WORK REQUEST ->
Restate the records in full, keeping every word as it is.

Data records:
______
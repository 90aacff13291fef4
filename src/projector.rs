use crate::i18n::{MSG_BORN, MSG_DECEASED, MSG_DIED, Translator};
use crate::ir::{AncestorNode, PersonRecord, Sex};
use crate::names;
use crate::script::is_rtl_text;
use crate::theme::{ColorResolver, FALLBACK_BACKGROUND};
use crate::tree::ChartContext;

/// Projects one individual into its chart record. `children` is left unset.
pub fn project(
    person: Option<&PersonRecord>,
    generation: u32,
    ctx: &ChartContext<'_>,
) -> AncestorNode {
    let color = background_color(person, ctx.colors);
    let Some(person) = person else {
        return AncestorNode {
            id: 0,
            xref: String::new(),
            generation,
            name: String::new(),
            first_names: Vec::new(),
            last_names: Vec::new(),
            preferred_name: String::new(),
            alternative_names: Vec::new(),
            is_alt_rtl: false,
            sex: Sex::U,
            timespan: String::new(),
            color,
            colors: [Vec::new(), Vec::new()],
            children: None,
        };
    };

    let parts = names::decompose(&person.name);
    let alternate = person
        .alternate_name
        .as_deref()
        .filter(|markup| !markup.trim().is_empty());

    AncestorNode {
        id: 0,
        xref: person.xref.clone(),
        generation,
        name: names::plain_text(&person.name),
        first_names: parts.first_names,
        last_names: parts.last_names,
        preferred_name: parts.preferred_name,
        alternative_names: alternate.map(names::alternative_names).unwrap_or_default(),
        is_alt_rtl: alternate
            .map(|markup| is_rtl_text(&names::plain_text(markup)))
            .unwrap_or(false),
        sex: person.sex,
        timespan: timespan(person, ctx.translator),
        color,
        colors: [Vec::new(), Vec::new()],
        children: None,
    }
}

pub fn timespan(person: &PersonRecord, translator: &dyn Translator) -> String {
    match (person.birth, person.death) {
        (Some(birth), Some(death)) => format!("{birth}-{death}"),
        (Some(birth), None) => translator.translate(MSG_BORN, &[birth.to_string().as_str()]),
        (None, Some(death)) => translator.translate(MSG_DIED, &[death.to_string().as_str()]),
        (None, None) if person.deceased => translator.translate(MSG_DECEASED, &[]),
        (None, None) => String::new(),
    }
}

pub fn background_color(person: Option<&PersonRecord>, resolver: &dyn ColorResolver) -> String {
    let sex = person.map(|p| p.sex).unwrap_or(Sex::U);
    resolver
        .color(sex.color_key())
        .or_else(|| resolver.color(Sex::U.color_key()))
        .unwrap_or_else(|| FALLBACK_BACKGROUND.to_string())
}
______
EXPECTED ANSWER ->
repository 90aacff13291fef4
filename src/projector.rs
use crate::i18n::{MSG_BORN, MSG_DECEASED, MSG_DIED, Translator};
use crate::ir::{AncestorNode, PersonRecord, Sex};
use crate::names;
use crate::script::is_rtl_text;
use crate::theme::{ColorResolver, FALLBACK_BACKGROUND};
use crate::tree::ChartContext;

/// Projects one individual into its chart record. `children` is left unset.
pub fn project(
    person: Option<&PersonRecord>,
    generation: u32,
    ctx: &ChartContext<'_>,
) -> AncestorNode {
    let color = background_color(person, ctx.colors);
    let Some(person) = person else {
        return AncestorNode {
            id: 0,
            xref: String::new(),
            generation,
            name: String::new(),
            first_names: Vec::new(),
            last_names: Vec::new(),
            preferred_name: String::new(),
            alternative_names: Vec::new(),
            is_alt_rtl: false,
            sex: Sex::U,
            timespan: String::new(),
            color,
            colors: [Vec::new(), Vec::new()],
            children: None,
        };
    };

    let parts = names::decompose(&person.name);
    let alternate = person
        .alternate_name
        .as_deref()
        .filter(|markup| !markup.trim().is_empty());

    AncestorNode {
        id: 0,
        xref: person.xref.clone(),
        generation,
        name: names::plain_text(&person.name),
        first_names: parts.first_names,
        last_names: parts.last_names,
        preferred_name: parts.preferred_name,
        alternative_names: alternate.map(names::alternative_names).unwrap_or_default(),
        is_alt_rtl: alternate
            .map(|markup| is_rtl_text(&names::plain_text(markup)))
            .unwrap_or(false),
        sex: person.sex,
        timespan: timespan(person, ctx.translator),
        color,
        colors: [Vec::new(), Vec::new()],
        children: None,
    }
}

pub fn timespan(person: &PersonRecord, translator: &dyn Translator) -> String {
    match (person.birth, person.death) {
        (Some(birth), Some(death)) => format!("{birth}-{death}"),
        (Some(birth), None) => translator.translate(MSG_BORN, &[birth.to_string().as_str()]),
        (None, Some(death)) => translator.translate(MSG_DIED, &[death.to_string().as_str()]),
        (None, None) if person.deceased => translator.translate(MSG_DECEASED, &[]),
        (None, None) => String::new(),
    }
}

pub fn background_color(person: Option<&PersonRecord>, resolver: &dyn ColorResolver) -> String {
    let sex = person.map(|p| p.sex).unwrap_or(Sex::U);
    resolver
        .color(sex.color_key())
        .or_else(|| resolver.color(Sex::U.color_key()))
        .unwrap_or_else(|| FALLBACK_BACKGROUND.to_string())
}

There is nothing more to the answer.